**What you will do**.
In the data below, count every line that holds the string "choices" and reply with the number alone.

Data below:

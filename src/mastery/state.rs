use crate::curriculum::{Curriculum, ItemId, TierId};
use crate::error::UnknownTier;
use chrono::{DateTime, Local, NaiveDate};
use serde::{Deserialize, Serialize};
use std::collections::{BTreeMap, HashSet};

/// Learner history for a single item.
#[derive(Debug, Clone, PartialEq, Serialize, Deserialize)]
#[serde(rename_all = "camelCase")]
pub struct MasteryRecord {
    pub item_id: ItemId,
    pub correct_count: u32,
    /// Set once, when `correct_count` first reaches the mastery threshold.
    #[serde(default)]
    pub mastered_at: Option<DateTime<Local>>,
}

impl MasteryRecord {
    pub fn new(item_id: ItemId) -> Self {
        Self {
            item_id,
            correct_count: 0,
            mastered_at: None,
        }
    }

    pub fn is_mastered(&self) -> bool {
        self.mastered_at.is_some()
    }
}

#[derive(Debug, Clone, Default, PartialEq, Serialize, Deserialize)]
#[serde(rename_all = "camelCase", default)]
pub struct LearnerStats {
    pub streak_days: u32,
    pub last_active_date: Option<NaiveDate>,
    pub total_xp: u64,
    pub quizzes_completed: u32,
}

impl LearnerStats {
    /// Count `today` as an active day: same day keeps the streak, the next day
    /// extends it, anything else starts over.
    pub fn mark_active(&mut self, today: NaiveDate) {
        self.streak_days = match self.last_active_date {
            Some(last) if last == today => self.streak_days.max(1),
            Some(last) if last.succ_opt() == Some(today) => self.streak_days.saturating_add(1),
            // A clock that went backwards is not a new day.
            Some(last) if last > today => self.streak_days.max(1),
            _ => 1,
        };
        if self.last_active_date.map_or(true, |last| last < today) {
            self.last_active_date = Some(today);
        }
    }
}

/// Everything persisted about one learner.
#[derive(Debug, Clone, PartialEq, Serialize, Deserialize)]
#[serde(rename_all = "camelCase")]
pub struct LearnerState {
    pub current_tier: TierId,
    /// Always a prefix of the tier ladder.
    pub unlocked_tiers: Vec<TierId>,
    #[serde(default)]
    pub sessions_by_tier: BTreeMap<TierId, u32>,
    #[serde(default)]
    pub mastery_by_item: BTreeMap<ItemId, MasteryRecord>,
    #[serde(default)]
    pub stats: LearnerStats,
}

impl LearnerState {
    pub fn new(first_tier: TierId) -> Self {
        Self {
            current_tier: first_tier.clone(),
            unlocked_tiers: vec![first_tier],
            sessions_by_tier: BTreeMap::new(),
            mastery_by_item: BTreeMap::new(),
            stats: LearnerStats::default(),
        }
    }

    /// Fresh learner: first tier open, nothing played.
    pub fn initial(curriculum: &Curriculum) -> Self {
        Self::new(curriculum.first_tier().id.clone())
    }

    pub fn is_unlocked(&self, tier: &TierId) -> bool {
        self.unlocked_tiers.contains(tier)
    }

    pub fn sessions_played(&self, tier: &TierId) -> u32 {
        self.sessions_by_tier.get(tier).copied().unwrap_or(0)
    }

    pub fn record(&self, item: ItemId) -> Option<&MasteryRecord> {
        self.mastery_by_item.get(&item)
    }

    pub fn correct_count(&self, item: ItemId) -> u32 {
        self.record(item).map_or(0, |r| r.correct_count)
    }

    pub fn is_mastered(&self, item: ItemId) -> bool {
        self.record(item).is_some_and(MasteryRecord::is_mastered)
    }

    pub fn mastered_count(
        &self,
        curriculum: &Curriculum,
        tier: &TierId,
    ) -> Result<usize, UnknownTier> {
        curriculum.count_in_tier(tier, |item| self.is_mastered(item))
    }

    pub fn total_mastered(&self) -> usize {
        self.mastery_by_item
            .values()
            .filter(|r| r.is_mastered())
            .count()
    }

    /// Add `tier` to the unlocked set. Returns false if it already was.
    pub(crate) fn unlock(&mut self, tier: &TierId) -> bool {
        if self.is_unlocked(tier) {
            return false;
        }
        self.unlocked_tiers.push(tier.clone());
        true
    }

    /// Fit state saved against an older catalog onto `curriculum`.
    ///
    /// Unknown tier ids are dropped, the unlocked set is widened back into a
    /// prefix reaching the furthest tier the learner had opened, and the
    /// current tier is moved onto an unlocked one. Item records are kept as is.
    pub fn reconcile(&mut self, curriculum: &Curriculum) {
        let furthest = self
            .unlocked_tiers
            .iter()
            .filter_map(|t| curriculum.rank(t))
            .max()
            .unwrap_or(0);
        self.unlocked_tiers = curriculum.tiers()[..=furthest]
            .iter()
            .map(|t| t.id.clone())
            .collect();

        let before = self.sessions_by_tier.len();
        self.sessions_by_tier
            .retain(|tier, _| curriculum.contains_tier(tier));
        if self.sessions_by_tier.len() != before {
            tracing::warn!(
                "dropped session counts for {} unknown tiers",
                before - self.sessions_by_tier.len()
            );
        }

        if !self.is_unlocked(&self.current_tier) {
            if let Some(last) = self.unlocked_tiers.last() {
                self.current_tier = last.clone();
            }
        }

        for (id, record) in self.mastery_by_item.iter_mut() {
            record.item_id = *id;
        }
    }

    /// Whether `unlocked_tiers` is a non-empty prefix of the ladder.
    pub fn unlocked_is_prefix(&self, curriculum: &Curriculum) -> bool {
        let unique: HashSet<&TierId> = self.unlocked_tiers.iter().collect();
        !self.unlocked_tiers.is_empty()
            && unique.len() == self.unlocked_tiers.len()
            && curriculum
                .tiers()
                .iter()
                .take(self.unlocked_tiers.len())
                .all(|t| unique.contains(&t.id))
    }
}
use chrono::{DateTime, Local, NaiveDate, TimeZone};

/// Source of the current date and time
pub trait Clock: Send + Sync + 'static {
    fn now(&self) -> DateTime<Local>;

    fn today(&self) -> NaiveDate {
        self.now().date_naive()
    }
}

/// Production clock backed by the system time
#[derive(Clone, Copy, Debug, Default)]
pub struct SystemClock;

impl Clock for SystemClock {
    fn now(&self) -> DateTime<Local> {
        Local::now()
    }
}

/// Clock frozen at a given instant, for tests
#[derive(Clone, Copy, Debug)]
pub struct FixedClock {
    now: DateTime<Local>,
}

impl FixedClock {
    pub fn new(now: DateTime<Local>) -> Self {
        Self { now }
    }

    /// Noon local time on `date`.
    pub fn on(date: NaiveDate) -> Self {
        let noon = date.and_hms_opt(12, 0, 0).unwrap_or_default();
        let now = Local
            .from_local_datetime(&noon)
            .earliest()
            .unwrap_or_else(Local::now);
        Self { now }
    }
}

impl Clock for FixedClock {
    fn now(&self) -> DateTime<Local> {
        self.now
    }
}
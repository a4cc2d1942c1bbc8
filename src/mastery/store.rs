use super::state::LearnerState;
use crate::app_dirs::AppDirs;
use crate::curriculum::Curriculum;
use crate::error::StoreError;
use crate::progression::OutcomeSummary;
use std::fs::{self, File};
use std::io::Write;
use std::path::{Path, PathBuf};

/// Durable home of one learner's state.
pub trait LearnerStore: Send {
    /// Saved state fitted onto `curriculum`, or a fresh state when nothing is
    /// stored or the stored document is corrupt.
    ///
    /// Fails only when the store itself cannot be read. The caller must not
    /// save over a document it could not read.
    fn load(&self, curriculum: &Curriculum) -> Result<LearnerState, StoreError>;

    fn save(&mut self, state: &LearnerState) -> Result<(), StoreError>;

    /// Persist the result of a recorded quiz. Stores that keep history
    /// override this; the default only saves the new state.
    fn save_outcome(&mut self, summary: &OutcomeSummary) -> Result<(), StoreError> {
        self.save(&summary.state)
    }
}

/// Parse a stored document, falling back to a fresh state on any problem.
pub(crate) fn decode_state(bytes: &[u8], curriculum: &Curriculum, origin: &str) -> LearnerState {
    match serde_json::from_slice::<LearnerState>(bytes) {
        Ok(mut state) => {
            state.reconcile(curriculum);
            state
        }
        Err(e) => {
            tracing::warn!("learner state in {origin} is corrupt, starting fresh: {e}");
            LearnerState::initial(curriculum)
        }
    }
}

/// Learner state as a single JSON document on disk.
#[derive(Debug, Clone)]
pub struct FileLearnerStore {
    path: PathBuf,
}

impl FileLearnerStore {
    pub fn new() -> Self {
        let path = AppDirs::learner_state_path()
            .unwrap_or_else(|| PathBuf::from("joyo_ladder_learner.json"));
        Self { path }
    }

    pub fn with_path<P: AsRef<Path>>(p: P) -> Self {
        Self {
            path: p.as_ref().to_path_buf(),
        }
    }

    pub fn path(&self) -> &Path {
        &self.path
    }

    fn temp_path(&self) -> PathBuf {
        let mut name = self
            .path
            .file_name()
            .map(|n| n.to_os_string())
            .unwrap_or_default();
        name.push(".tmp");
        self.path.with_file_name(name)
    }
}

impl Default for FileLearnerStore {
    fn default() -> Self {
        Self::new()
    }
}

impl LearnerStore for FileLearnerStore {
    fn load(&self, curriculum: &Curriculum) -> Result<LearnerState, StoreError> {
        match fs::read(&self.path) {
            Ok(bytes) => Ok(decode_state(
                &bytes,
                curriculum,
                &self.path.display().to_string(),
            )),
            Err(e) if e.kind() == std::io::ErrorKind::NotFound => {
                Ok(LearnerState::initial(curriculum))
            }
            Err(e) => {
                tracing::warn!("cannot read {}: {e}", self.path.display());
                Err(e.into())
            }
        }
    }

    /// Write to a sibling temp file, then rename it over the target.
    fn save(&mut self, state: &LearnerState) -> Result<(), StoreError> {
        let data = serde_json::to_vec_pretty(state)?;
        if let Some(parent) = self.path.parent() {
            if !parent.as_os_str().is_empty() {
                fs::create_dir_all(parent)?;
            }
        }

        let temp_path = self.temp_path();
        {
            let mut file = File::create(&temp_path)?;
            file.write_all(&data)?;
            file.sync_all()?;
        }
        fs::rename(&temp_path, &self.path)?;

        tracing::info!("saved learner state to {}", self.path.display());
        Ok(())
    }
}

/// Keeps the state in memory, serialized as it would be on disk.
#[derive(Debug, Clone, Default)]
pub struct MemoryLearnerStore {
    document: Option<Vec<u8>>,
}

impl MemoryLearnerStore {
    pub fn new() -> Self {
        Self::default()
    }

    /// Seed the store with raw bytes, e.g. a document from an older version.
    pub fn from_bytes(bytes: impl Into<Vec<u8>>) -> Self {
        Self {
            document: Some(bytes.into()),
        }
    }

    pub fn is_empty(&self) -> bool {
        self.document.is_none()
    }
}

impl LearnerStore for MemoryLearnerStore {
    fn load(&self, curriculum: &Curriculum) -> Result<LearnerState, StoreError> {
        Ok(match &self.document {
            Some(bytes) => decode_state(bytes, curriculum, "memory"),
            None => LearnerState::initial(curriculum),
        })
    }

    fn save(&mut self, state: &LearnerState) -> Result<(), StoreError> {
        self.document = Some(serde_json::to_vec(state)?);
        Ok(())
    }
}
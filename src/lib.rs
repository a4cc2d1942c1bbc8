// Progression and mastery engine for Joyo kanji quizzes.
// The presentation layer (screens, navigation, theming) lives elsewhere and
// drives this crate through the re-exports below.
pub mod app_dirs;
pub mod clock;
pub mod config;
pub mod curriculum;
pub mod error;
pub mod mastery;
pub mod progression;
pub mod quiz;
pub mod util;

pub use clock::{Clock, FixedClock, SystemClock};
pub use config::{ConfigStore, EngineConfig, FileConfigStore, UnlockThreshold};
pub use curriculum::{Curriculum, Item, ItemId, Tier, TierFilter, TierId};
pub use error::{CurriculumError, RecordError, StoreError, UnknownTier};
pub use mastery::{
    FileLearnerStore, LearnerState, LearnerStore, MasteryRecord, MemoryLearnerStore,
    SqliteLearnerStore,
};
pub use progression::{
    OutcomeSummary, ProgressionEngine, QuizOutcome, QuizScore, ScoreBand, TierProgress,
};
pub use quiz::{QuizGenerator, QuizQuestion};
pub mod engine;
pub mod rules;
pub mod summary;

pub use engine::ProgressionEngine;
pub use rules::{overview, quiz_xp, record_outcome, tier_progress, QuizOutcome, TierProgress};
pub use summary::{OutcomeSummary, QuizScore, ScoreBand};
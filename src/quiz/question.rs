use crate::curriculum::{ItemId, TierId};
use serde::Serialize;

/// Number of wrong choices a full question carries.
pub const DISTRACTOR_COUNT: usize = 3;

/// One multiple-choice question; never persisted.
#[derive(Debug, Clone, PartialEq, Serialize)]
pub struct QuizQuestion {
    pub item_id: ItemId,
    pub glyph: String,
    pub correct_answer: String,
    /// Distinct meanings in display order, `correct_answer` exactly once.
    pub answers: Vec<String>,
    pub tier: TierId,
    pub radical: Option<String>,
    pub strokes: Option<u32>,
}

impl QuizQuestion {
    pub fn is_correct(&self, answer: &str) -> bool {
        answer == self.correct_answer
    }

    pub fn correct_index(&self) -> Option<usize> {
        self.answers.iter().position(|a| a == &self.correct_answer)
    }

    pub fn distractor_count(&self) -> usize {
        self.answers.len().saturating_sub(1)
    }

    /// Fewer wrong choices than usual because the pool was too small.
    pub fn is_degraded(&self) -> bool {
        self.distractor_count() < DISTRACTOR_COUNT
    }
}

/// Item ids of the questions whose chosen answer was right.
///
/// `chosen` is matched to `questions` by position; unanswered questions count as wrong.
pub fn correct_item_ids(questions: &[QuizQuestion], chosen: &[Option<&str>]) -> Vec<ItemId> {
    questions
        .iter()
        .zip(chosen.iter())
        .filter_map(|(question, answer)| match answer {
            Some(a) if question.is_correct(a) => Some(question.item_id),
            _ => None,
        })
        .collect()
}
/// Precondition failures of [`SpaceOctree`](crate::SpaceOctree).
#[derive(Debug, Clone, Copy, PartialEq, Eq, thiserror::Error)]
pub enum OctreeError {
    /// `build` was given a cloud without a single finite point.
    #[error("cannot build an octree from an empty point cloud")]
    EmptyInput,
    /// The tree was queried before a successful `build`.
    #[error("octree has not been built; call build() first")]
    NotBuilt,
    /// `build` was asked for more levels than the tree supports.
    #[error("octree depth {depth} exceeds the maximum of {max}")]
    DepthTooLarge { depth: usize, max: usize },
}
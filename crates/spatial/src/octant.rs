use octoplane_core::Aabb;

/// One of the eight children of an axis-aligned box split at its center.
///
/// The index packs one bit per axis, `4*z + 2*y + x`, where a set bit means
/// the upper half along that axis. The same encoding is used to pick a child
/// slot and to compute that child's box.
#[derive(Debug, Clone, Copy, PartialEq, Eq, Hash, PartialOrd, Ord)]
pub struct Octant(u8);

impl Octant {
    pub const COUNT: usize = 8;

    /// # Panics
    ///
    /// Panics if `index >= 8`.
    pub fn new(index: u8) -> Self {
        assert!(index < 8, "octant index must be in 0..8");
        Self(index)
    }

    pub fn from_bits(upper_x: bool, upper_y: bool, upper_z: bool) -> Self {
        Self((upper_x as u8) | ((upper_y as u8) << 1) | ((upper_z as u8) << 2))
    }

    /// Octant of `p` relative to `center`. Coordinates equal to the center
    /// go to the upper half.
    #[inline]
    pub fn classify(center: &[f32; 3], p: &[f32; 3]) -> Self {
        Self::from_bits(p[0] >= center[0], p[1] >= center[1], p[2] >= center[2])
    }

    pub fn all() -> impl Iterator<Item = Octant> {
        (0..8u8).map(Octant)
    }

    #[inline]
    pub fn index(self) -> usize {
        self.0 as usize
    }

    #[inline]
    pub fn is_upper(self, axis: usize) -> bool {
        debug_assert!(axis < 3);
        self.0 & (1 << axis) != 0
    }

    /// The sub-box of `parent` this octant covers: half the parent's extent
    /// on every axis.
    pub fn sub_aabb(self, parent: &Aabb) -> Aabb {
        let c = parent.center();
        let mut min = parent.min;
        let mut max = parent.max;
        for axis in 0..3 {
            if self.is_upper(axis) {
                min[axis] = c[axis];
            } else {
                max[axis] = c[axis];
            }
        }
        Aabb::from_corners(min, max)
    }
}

End of Data.

**Result for this task**.
2